Genetics, epigenetics, omics, biomarkers and personalised medicine in SLE and autoimmunity

304 Tnf-Α promoter polymorphisms (g-238a and g-308a) are associated with susceptibility to systemic lupus erythematosus: a study in p. falciparum endemic area

Abstract

Background and aims Tumour necrosis factor-α (TNF-α) is a proinflammatory cytokine associated with P. falciparum malaria and autoimmune disorders. Elevated plasma TNF-a has been linked to P. falciparum malarial severity and mortality. Higher levels of TNF-α has also been reported in systemic lupus erythematosus (SLE). Two functional common polymorphisms (G-238A and G-308A) at promoter region of TNF-α gene have been linked to SLE susceptibility in different population. In the present report, we conducted a case control study to investigate association of TNF-α (G-238A and G-308A) polymorphisms with susceptibility/resistance to SLE development in a P. falciparum malaria endemic cohort.

Methods A total of 204 female SLE patients and 224 age and sex matched healthy controls were enrolled in the study. TNF-α polymorphisms (G-238A and G-308A) were typed by polymerase chain reaction and restriction length polymorphism (PCR-RFLP). Plasma level of TNF-a was quantified by enzyme linked immunosorbent assay.

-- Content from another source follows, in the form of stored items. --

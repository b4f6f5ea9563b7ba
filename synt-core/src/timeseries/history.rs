use chrono::{DateTime, NaiveDate, TimeDelta, Utc};
use paft::market::responses::history::{Candle, HistoryMeta, HistoryResponse};
use paft::money::Currency;

use crate::timeseries::prepare::resample_by;
use crate::{Session, SessionTable, SyntError};

/// Trading date of `ts` in market local time.
///
/// Prefers the exchange timezone from `meta`, then a fixed UTC offset, and
/// falls back to the UTC calendar date.
#[must_use]
pub fn session_date(ts: DateTime<Utc>, meta: Option<&HistoryMeta>) -> NaiveDate {
    if let Some(m) = meta {
        if let Some(tz) = m.timezone {
            return ts.with_timezone(&tz).date_naive();
        }
        if let Some(shifted) = m
            .utc_offset_seconds
            .and_then(TimeDelta::try_seconds)
            .and_then(|off| ts.checked_add_signed(off))
        {
            return shifted.date_naive();
        }
    }
    ts.date_naive()
}

/// Ensure all candles in the series share one currency across their OHLC fields.
///
/// # Errors
/// Returns `Err(SyntError::Data)` if a candle mixes currencies or two candles
/// in the series use different currencies.
pub fn ensure_series_currency_uniform(candles: &[Candle]) -> Result<Option<Currency>, SyntError> {
    let mut series_cur: Option<Currency> = None;
    for c in candles {
        let cur = c.open.currency();
        if cur != c.high.currency() || cur != c.low.currency() || cur != c.close.currency() {
            return Err(SyntError::Data(format!(
                "currency mismatch within candle at {}",
                c.ts
            )));
        }
        match &series_cur {
            Some(s) if s != cur => {
                return Err(SyntError::Data(format!(
                    "currency mismatch across series at {}: expected {s:?}, got {cur:?}",
                    c.ts
                )));
            }
            Some(_) => {}
            None => series_cur = Some(cur.clone()),
        }
    }
    Ok(series_cur)
}

fn to_session(c: &Candle, meta: Option<&HistoryMeta>) -> Session {
    Session {
        date: session_date(c.ts, meta),
        open: c.open.amount(),
        high: c.high.amount(),
        low: c.low.amount(),
        close: c.close.amount(),
        volume: c.volume.unwrap_or(0),
    }
}

/// Convert a provider history response into a daily session table.
///
/// - Candles are ordered by timestamp and mapped to their market-local
///   trading date (see [`session_date`]).
/// - Candles sharing a trading date (e.g. intraday bars) collapse into one
///   session: first open, max high, min low, last close, summed volume.
/// - A missing volume counts as zero.
/// - Corporate actions and adjustment flags are ignored.
///
/// An empty response yields an empty table; rejecting it is left to the
/// analysis entry points.
///
/// # Errors
/// Returns `Err(SyntError::Data)` if currencies are mixed within a candle or
/// across the series.
pub fn sessions_from_history(resp: &HistoryResponse) -> Result<SessionTable, SyntError> {
    ensure_series_currency_uniform(&resp.candles)?;
    let meta = resp.meta.as_ref();

    let mut candles: Vec<&Candle> = resp.candles.iter().collect();
    candles.sort_by_key(|c| c.ts);
    let raw: Vec<Session> = candles.into_iter().map(|c| to_session(c, meta)).collect();

    // One timezone maps ascending timestamps to non-decreasing local dates, so
    // grouping adjacent sessions collapses every duplicate date.
    SessionTable::new(resample_by(&raw, Some)?)
}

Results The prevalence of heterozygous mutants and minor alleles of TNF-α (G-238A and G-308A) polymorphisms were significantly higher in SLE patients compared to healthy controls. Furthermore, heterozygous (GA) and minor allele (A) of TNF-α (G-238A) polymorphism were associated with susceptibility to lupus nephritis. SLE patients displayed higher levels of plasma TNF-α compared to healthy controls. TNF-α (G-238A and G-308A) variants were associated with higher plasma TNF-α in both SLE patients and healthy control.

Conclusions The results of the present study demonstrate that TNF-α (G-238A and G-308A) variants are associated with higher plasma TNF-α level and increased susceptibility to development of SLE in malarial endemic areas.